The April 20, 2010, explosion on the BP-leased Deepwater Horizon drilling rig killed 11 workers, and in following days blackened beaches in five US. states and devastated the Gulf Coast's tourism and fishing industries.
It took 87 days to cap BP's runaway well 5,000 feet below the surface which spewed some 4.9 million barrels (206 million gallons) of oil into the Gulf of Mexico.
Barbier is tasked with determining whether the deadly mistakes constitute gross negligence, how much of the blame rests with each party and whether punitive damages should be imposed.
Just one set of federal fines could reach $18 billion if gross negligence is found.
BP is also on the hook for all economic damages caused by the spill, including the cost of environmental rehabilitation, and could also be hit with costly criminal charges and punitive damages ranging from one to five times the cost of economic damages.
"There's only one path for BP to take: Blame it on as many other people as possible and make sure it's not cast as gross negligence," Blaine LeCesne, a law professor at Loyola University in New Orleans who has been following the case closely, said in a recent interview.

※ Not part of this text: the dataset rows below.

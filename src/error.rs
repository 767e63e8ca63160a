//! Unified error types for the quoting engine.
//!
//! All fallible operations across the crate return [`AmmError`] as their
//! error type. Every error is a deterministic consequence of the pool
//! snapshot and the request, so callers should surface it rather than
//! retry: a missing quote is always preferable to a wrong one.

use thiserror::Error;

/// Errors produced while building pool snapshots or computing quotes.
#[derive(Debug, Clone, Copy, PartialEq, Eq, Error)]
pub enum AmmError {
    /// The pool has no LP tokens in circulation.
    #[error("pool is empty: no LP tokens in circulation")]
    EmptyPool,

    /// The pool cannot supply the requested amount.
    #[error("insufficient liquidity in pool")]
    InsufficientLiquidity,

    /// The asset id does not belong to the pool.
    #[error("invalid asset pair: {0}")]
    InvalidAssetPair(&'static str),

    /// A Newton or bisection search exhausted its iteration cap.
    #[error("search did not converge: {0}")]
    NonConvergence(&'static str),

    /// An amount is outside the domain the operation accepts.
    #[error("domain violation: {0}")]
    DomainViolation(&'static str),

    /// An intermediate result does not fit the target type.
    #[error("arithmetic overflow: {0}")]
    Overflow(&'static str),

    /// A subtraction would go negative.
    #[error("arithmetic underflow: {0}")]
    Underflow(&'static str),

    /// Division by zero.
    #[error("division by zero")]
    DivisionByZero,

    /// A pool blueprint or decoded ledger state failed validation.
    #[error("invalid configuration: {0}")]
    InvalidConfiguration(&'static str),
}

/// Convenience alias used throughout the crate.
pub type Result<T> = core::result::Result<T, AmmError>;
//! Basis-point representation for pool fees.

use core::fmt;

use super::{Amount, Rounding};
use crate::error::AmmError;

/// Value that represents 100%.
pub(crate) const MAX_BPS: u32 = 10_000;

/// A percentage expressed in basis points (1 bp = 0.01%, 10 000 bp = 100%).
///
/// Pool fees are stored in basis points so that `floor(amount * fee)` can
/// be evaluated exactly: `floor(amount * bps / 10_000)`.
///
/// # Examples
///
/// ```
/// use hydra_quote::domain::{Amount, BasisPoints, Rounding};
///
/// let fee = BasisPoints::new(30);
/// let Ok(charged) = fee.apply(Amount::new(1_000), Rounding::Down) else {
///     panic!("no overflow");
/// };
/// assert_eq!(charged, Amount::new(3));
/// ```
#[derive(Debug, Clone, Copy, PartialEq, Eq, PartialOrd, Ord, Hash, Default)]
pub struct BasisPoints(u32);

impl BasisPoints {
    /// Zero basis points (0%).
    pub const ZERO: Self = Self(0);

    /// 100% expressed in basis points.
    pub const MAX_PERCENT: Self = Self(MAX_BPS);

    /// Creates a new `BasisPoints` from a raw `u32` value.
    pub const fn new(value: u32) -> Self {
        Self(value)
    }

    /// Returns the underlying `u32` value.
    #[must_use]
    pub const fn get(&self) -> u32 {
        self.0
    }

    /// Returns `true` if the value is in the range `0..=10_000`.
    #[must_use]
    pub const fn is_valid_percent(&self) -> bool {
        self.0 <= MAX_BPS
    }

    /// Returns `10_000 - self`, the share of an input left after the fee.
    ///
    /// Saturates at zero for values above 100%.
    #[must_use]
    pub const fn complement(&self) -> u32 {
        MAX_BPS.saturating_sub(self.0)
    }

    /// Computes `amount * (self / 10_000)` with explicit rounding.
    ///
    /// # Errors
    ///
    /// Returns [`AmmError::Overflow`] if the intermediate multiplication overflows.
    pub const fn apply(&self, amount: Amount, rounding: Rounding) -> crate::error::Result<Amount> {
        let product = match amount.get().checked_mul(self.0 as u128) {
            Some(v) => v,
            None => return Err(AmmError::Overflow("basis points apply overflow")),
        };
        match crate::math::div_round(product, MAX_BPS as u128, rounding) {
            Some(v) => Ok(Amount::new(v)),
            None => Err(AmmError::DivisionByZero),
        }
    }
}

impl fmt::Display for BasisPoints {
    fn fmt(&self, f: &mut fmt::Formatter<'_>) -> fmt::Result {
        write!(f, "{}bp", self.0)
    }
}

"That way they may be able to limit their cost to $30 billion or $40 billion as opposed to $100 billion."
BP said the $7.8 billion settlement -- which must still be approved by Barbier -- will be paid from a $20 billion trust fund it set up in response to the spill and is "not expected to result in any increase in the $37.2 billion charge" recorded in 2010.
It warned Friday that it is "not possible at this time" to determine whether the funds remaining in the trust will be sufficient to satisfy all claims.
BP has paid $6.1 billion to over 220,000 claimants who chose to settle with a special fund set up to provide emergency payments and a faster route to reimbursement.
The massive cleanup and containment effort cost BP $13.6 billion, and it has pledged $1 billion towards economic rehabilitation.
BP has been able to recover more than $5 billion from its well partners and subcontractors.
The proposed settlement is subject to reaching definitive agreements within 45 days.